── INFORMATION PROVIDED

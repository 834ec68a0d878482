//! Assembles the bootstrap properties from defaults, config files, and
//! programmatic overrides, and hands out the derived bundles.

use crate::BootstrapError;
use crate::database::DatabaseConfig;
use crate::defaults::{self, DefaultsContext};
use crate::directives::{Directives, normalize_upload_preferences};
use crate::layout::{Layout, Paths};
use crate::property::{Property, debug_level, select};
use crate::request::RequestContext;
use crate::template::{TemplateVarOptions, TemplateVars};
use chrono::{DateTime, Local};
use cms_bootstrap_config::{
    ConfigDocument, ConfigLoader, ConfigMap, DEFAULT_ENVIRONMENT, Merger, value_as_map,
};
use log::{debug, info, warn};
use serde::Serialize;
use serde_json::Value;
use std::path::{Path, PathBuf};
use std::sync::LazyLock;

/// Variable naming the environment when no builder value is given.
pub const ENV_ENVIRONMENT: &str = "BOOTSTRAP_ENV";
/// Variable naming the debug level when no builder value is given.
pub const ENV_DEBUG: &str = "BOOTSTRAP_DEBUG";

const DISCOVERED_STEM: &str = "config";
const DISCOVERED_EXTENSIONS: [&str; 5] = ["yml", "yaml", "ini", "json", "json5"];

static NULL: Value = Value::Null;
static EMPTY_MAP: LazyLock<ConfigMap> = LazyLock::new(ConfigMap::new);

#[derive(Debug, Clone)]
struct ConfigSource {
    path: PathBuf,
    under: Option<Property>,
}

/// Collects the inputs of a [`Bootstrap`].
#[derive(Debug, Clone)]
pub struct BootstrapBuilder {
    request: RequestContext,
    environment: Option<String>,
    debug: Option<u8>,
    selected_environment: Option<String>,
    selected_debug: Option<u8>,
    layout: Layout,
    merger: Merger,
    sources: Vec<ConfigSource>,
    discover: bool,
    host_global_vars: ConfigMap,
    overrides: ConfigMap,
    now: Option<DateTime<Local>>,
    template_options: TemplateVarOptions,
}

impl BootstrapBuilder {
    fn new(request: RequestContext) -> Self {
        Self {
            request,
            environment: None,
            debug: None,
            selected_environment: None,
            selected_debug: None,
            layout: Layout::default(),
            merger: Merger::default(),
            sources: Vec::new(),
            discover: false,
            host_global_vars: ConfigMap::new(),
            overrides: ConfigMap::new(),
            now: None,
            template_options: TemplateVarOptions::default(),
        }
    }

    /// Pin the environment; config files cannot change it.
    pub fn environment(mut self, environment: impl Into<String>) -> Self {
        self.environment = Some(environment.into());
        self
    }

    /// Pin the debug level; config files cannot change it.
    pub fn debug(mut self, level: u8) -> Self {
        self.debug = Some(level);
        self
    }

    /// Read `BOOTSTRAP_ENV` and `BOOTSTRAP_DEBUG` from the process environment.
    pub fn selectors_from_env(self) -> Self {
        self.selectors_from_vars(|name| std::env::var(name).ok())
    }

    /// Read the environment and debug selectors through `lookup`.
    ///
    /// Selectors sit below config files: a file naming its own environment
    /// wins over them.
    pub fn selectors_from_vars<F>(mut self, lookup: F) -> Self
    where
        F: Fn(&str) -> Option<String>,
    {
        self.selected_environment = lookup(ENV_ENVIRONMENT).filter(|value| !value.is_empty());
        self.selected_debug = lookup(ENV_DEBUG).and_then(|value| {
            let level = debug_level(&Value::String(value.clone()));
            if level.is_none() {
                warn!("ignoring unparseable {ENV_DEBUG} value: {value}");
            }
            level
        });
        self
    }

    /// Directory names under the site root.
    pub fn layout(mut self, layout: Layout) -> Self {
        self.layout = layout;
        self
    }

    /// Use `marker` instead of `!` to flag replacing keys.
    pub fn override_marker(mut self, marker: char) -> Self {
        self.merger = Merger::new(marker);
        self
    }

    /// Queue a config file. Later files take precedence over earlier ones.
    pub fn config_file(mut self, path: impl Into<PathBuf>) -> Self {
        self.sources.push(ConfigSource {
            path: path.into(),
            under: None,
        });
        self
    }

    /// Queue a config file whose content belongs beneath `property`.
    ///
    /// Scalar top-level entries and the active environment's section are
    /// used; sections for other environments are skipped.
    pub fn config_file_under(mut self, path: impl Into<PathBuf>, property: Property) -> Self {
        self.sources.push(ConfigSource {
            path: path.into(),
            under: Some(property),
        });
        self
    }

    /// Queue `config.{yml,yaml,ini,json,json5}` from the config directory
    /// ahead of any explicitly queued file.
    pub fn discover_config_files(mut self) -> Self {
        self.discover = true;
        self
    }

    /// Template variables supplied by the host application.
    pub fn host_global_vars(mut self, vars: ConfigMap) -> Self {
        self.host_global_vars = vars;
        self
    }

    /// Property overrides applied after every config file.
    pub fn overrides(mut self, overrides: ConfigMap) -> Self {
        self.overrides = overrides;
        self
    }

    /// Clock used for time-derived defaults.
    pub fn now(mut self, now: DateTime<Local>) -> Self {
        self.now = Some(now);
        self
    }

    /// How template variables are prefixed and serialised.
    pub fn template_options(mut self, options: TemplateVarOptions) -> Self {
        self.template_options = options;
        self
    }

    fn discovered_sources(&self) -> Vec<ConfigSource> {
        let config_dir = Path::new(&self.request.root()).join(&self.layout.config_dir);
        DISCOVERED_EXTENSIONS
            .iter()
            .map(|extension| config_dir.join(format!("{DISCOVERED_STEM}.{extension}")))
            .filter(|path| path.is_file())
            .map(|path| ConfigSource { path, under: None })
            .collect()
    }

    /// Load the queued files and resolve every property.
    pub fn build(self) -> Result<Bootstrap, BootstrapError> {
        let mut sources = if self.discover {
            self.discovered_sources()
        } else {
            Vec::new()
        };
        sources.extend(self.sources.iter().cloned());

        let fallback_environment = self
            .selected_environment
            .clone()
            .unwrap_or_else(|| DEFAULT_ENVIRONMENT.to_string());
        // overrides are applied last, so their environment outranks a pin
        let pinned_environment = environment_in(&self.merger, &self.overrides)
            .or_else(|| self.environment.clone());
        let loader = ConfigLoader::new(fallback_environment.clone());
        let mut stack = LayerStack::new(
            &self.merger,
            fallback_environment.clone(),
            pinned_environment.clone(),
        );

        let mut applied = 0usize;
        for source in &sources {
            let document = loader.load_document(&source.path)?;
            if document.is_empty() {
                continue;
            }
            debug!(
                "applying config file (path={}, under={:?})",
                source.path.display(),
                source.under.map(Property::as_str)
            );
            stack.push_document(&document, source.under);
            applied += 1;
        }

        let mut pinned = ConfigMap::new();
        if let Some(environment) = &self.environment {
            pinned.insert(
                Property::Environment.as_str().to_string(),
                Value::from(environment.as_str()),
            );
        }
        if let Some(level) = self.debug {
            pinned.insert(Property::Debug.as_str().to_string(), Value::from(level));
        }
        stack.push(&pinned);
        stack.push(&self.overrides);

        let effective = stack.preview();
        let environment = effective
            .get(Property::Environment.as_str())
            .and_then(Value::as_str)
            .map(str::to_string)
            .unwrap_or(fallback_environment);
        let debug = effective
            .get(Property::Debug.as_str())
            .and_then(debug_level)
            .or(self.selected_debug)
            .unwrap_or(0);
        let paths = Paths::derive(
            &self.request,
            &self.layout,
            effective
                .get(Property::SystemPath.as_str())
                .and_then(Value::as_str),
        );

        let explicit = |property: Property| {
            effective
                .get(property.as_str())
                .and_then(value_as_map)
                .unwrap_or(&*EMPTY_MAP)
        };
        let ctx = DefaultsContext {
            environment: &environment,
            debug,
            paths: &paths,
            request: &self.request,
            now: self.now.unwrap_or_else(Local::now),
        };
        let db_config = defaults::database(&ctx, explicit(Property::DbConfig));
        let config_vars = defaults::directives(&ctx, explicit(Property::ConfigVars));
        let effective_directives = self
            .merger
            .merge(config_vars.clone(), explicit(Property::ConfigVars).clone());
        let global_preview = self.merger.merge(
            self.host_global_vars.clone(),
            explicit(Property::GlobalVars).clone(),
        );
        let global_vars = self.merger.merge(
            defaults::template_vars(&ctx, &global_preview, &effective_directives),
            self.host_global_vars.clone(),
        );

        let mut base = ConfigMap::new();
        base.insert(Property::DbConfig.as_str().to_string(), Value::Object(db_config));
        base.insert(Property::ConfigVars.as_str().to_string(), Value::Object(config_vars));
        base.insert(Property::GlobalVars.as_str().to_string(), Value::Object(global_vars));
        let mut properties = self.merger.merge_all(base, stack.into_layers());
        properties.insert(
            Property::Environment.as_str().to_string(),
            Value::from(environment.as_str()),
        );
        properties.insert(Property::Debug.as_str().to_string(), Value::from(debug));
        properties.insert(
            Property::SystemPath.as_str().to_string(),
            Value::from(paths.system_path.as_str()),
        );

        info!(
            "bootstrap assembled (environment={environment}, debug={debug}, files={applied}, root={})",
            paths.bootstrap_root
        );
        Ok(Bootstrap {
            properties,
            merger: self.merger,
            paths,
            request: self.request,
            template_options: self.template_options,
            pinned_environment,
        })
    }
}

/// Property-keyed layers in increasing precedence.
struct LayerStack<'m> {
    merger: &'m Merger,
    fallback_environment: String,
    pinned_environment: Option<String>,
    layers: Vec<ConfigMap>,
}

────

TASK DIRECTIONS = Filter the entries above down to the lines that hold the word "Local", and copy those lines.

ANSWER BELOW =
use chrono::{DateTime, Local};
    now: Option<DateTime<Local>>,
    pub fn now(mut self, now: DateTime<Local>) -> Self {
            now: self.now.unwrap_or_else(Local::now),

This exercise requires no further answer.